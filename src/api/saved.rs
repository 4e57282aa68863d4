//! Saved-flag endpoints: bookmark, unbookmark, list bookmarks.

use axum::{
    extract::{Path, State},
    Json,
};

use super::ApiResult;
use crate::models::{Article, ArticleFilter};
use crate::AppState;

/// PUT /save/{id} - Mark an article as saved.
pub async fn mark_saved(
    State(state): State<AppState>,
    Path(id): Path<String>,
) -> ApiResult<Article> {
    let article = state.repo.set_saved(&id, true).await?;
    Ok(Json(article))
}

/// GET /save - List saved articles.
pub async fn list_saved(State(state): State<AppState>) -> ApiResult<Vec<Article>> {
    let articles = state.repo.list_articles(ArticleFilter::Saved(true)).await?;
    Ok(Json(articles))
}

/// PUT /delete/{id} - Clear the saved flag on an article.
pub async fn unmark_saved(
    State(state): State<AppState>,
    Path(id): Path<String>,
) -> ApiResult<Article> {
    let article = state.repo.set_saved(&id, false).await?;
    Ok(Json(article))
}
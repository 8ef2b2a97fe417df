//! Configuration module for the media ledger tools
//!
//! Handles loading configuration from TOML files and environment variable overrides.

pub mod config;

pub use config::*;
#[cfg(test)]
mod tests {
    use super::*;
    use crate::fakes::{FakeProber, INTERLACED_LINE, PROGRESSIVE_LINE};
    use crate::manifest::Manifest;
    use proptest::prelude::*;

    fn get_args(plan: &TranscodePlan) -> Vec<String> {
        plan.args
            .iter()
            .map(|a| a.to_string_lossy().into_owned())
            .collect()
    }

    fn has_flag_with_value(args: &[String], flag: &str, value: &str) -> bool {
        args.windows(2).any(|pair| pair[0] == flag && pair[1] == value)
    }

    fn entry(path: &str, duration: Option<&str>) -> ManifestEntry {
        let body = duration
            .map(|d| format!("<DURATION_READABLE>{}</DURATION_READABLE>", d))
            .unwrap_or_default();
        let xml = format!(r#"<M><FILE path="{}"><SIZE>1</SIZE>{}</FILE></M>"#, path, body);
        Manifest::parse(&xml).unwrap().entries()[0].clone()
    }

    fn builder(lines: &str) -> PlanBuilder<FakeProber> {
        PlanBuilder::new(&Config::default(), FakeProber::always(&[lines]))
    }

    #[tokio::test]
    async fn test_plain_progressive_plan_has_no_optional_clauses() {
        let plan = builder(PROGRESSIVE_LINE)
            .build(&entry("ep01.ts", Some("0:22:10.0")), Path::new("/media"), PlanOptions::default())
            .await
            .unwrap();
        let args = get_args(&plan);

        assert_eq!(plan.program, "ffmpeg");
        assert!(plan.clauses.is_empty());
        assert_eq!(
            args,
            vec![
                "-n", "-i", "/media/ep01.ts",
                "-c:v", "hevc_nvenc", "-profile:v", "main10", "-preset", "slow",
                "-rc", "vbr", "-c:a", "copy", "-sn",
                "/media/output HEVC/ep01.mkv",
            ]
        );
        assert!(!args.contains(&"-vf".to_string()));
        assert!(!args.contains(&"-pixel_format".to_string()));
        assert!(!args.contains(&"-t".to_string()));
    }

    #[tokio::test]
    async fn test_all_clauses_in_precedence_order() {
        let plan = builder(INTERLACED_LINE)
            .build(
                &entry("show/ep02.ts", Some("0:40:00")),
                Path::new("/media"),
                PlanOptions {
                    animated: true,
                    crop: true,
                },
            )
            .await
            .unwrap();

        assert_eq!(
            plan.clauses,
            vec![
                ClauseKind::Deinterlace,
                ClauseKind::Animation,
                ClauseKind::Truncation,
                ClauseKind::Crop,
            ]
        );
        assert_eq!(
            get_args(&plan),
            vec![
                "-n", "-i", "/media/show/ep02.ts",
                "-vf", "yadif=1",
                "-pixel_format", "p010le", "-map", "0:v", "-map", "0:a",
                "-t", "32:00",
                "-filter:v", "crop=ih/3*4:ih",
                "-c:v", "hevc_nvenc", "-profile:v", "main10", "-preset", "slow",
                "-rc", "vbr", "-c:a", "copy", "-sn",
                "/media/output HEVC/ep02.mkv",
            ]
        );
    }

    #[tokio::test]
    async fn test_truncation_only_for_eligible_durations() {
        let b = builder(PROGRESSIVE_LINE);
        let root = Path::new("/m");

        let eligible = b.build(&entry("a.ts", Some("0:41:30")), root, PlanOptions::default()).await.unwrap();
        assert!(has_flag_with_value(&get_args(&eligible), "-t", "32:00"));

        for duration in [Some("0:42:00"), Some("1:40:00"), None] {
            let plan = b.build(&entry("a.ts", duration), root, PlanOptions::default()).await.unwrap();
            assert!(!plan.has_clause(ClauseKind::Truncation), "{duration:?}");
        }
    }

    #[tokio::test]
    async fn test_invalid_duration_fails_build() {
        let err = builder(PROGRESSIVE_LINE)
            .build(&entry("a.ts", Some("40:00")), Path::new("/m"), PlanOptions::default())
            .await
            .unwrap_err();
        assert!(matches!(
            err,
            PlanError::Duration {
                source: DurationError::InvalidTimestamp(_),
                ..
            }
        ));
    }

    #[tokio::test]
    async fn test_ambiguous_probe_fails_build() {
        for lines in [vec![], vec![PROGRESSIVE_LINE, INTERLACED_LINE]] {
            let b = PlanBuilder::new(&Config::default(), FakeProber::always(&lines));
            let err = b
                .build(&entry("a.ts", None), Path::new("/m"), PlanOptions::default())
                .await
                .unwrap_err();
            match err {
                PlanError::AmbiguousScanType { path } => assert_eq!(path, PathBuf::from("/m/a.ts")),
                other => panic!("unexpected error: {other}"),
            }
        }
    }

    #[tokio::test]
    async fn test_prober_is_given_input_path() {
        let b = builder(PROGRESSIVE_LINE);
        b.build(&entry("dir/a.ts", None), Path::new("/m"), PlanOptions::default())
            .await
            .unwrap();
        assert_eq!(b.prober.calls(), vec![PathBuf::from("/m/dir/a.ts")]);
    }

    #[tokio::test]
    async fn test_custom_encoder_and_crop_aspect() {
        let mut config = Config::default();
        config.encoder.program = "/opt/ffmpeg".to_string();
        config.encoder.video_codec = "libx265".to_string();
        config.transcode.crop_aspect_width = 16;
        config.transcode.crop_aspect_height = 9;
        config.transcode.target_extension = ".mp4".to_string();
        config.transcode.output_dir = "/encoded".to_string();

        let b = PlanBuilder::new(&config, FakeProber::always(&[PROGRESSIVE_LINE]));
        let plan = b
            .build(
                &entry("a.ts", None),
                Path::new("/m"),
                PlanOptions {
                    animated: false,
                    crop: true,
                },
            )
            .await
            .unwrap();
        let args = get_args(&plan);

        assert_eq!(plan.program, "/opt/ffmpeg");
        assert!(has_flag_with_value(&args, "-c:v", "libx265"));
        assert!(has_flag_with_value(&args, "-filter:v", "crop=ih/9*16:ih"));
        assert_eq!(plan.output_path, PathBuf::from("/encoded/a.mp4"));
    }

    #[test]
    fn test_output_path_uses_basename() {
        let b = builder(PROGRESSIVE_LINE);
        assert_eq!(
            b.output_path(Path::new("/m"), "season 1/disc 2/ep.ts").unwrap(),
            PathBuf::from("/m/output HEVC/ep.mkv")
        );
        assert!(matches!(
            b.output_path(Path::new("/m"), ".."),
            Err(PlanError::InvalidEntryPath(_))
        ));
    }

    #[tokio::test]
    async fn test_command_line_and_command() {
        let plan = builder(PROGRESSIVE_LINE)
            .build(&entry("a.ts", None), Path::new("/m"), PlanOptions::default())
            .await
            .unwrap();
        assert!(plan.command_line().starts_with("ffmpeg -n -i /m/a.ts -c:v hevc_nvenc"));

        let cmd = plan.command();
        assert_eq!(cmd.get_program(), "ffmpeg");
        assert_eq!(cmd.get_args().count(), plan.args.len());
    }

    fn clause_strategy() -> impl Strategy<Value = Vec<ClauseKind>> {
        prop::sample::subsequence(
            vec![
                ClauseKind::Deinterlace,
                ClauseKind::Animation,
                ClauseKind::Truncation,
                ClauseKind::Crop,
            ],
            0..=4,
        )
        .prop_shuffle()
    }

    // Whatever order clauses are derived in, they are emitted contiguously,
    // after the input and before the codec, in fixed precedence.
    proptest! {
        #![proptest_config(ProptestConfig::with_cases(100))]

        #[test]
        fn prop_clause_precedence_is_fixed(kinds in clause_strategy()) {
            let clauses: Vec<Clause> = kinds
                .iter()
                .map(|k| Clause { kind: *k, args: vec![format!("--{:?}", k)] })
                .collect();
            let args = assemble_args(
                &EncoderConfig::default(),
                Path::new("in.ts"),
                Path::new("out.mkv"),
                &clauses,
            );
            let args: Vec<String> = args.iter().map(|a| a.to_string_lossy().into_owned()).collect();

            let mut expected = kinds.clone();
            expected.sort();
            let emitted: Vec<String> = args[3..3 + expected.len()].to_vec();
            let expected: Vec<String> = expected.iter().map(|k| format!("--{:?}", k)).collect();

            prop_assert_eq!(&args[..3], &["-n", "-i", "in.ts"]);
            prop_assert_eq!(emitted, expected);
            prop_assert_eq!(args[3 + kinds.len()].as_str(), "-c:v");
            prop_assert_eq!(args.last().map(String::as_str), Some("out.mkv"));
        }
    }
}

======

- [Work order]
For each line in the records that contains the word "emitted", make a copy.

- [Completed task]
    // Whatever order clauses are derived in, they are emitted contiguously,
            let emitted: Vec<String> = args[3..3 + expected.len()].to_vec();
            prop_assert_eq!(emitted, expected);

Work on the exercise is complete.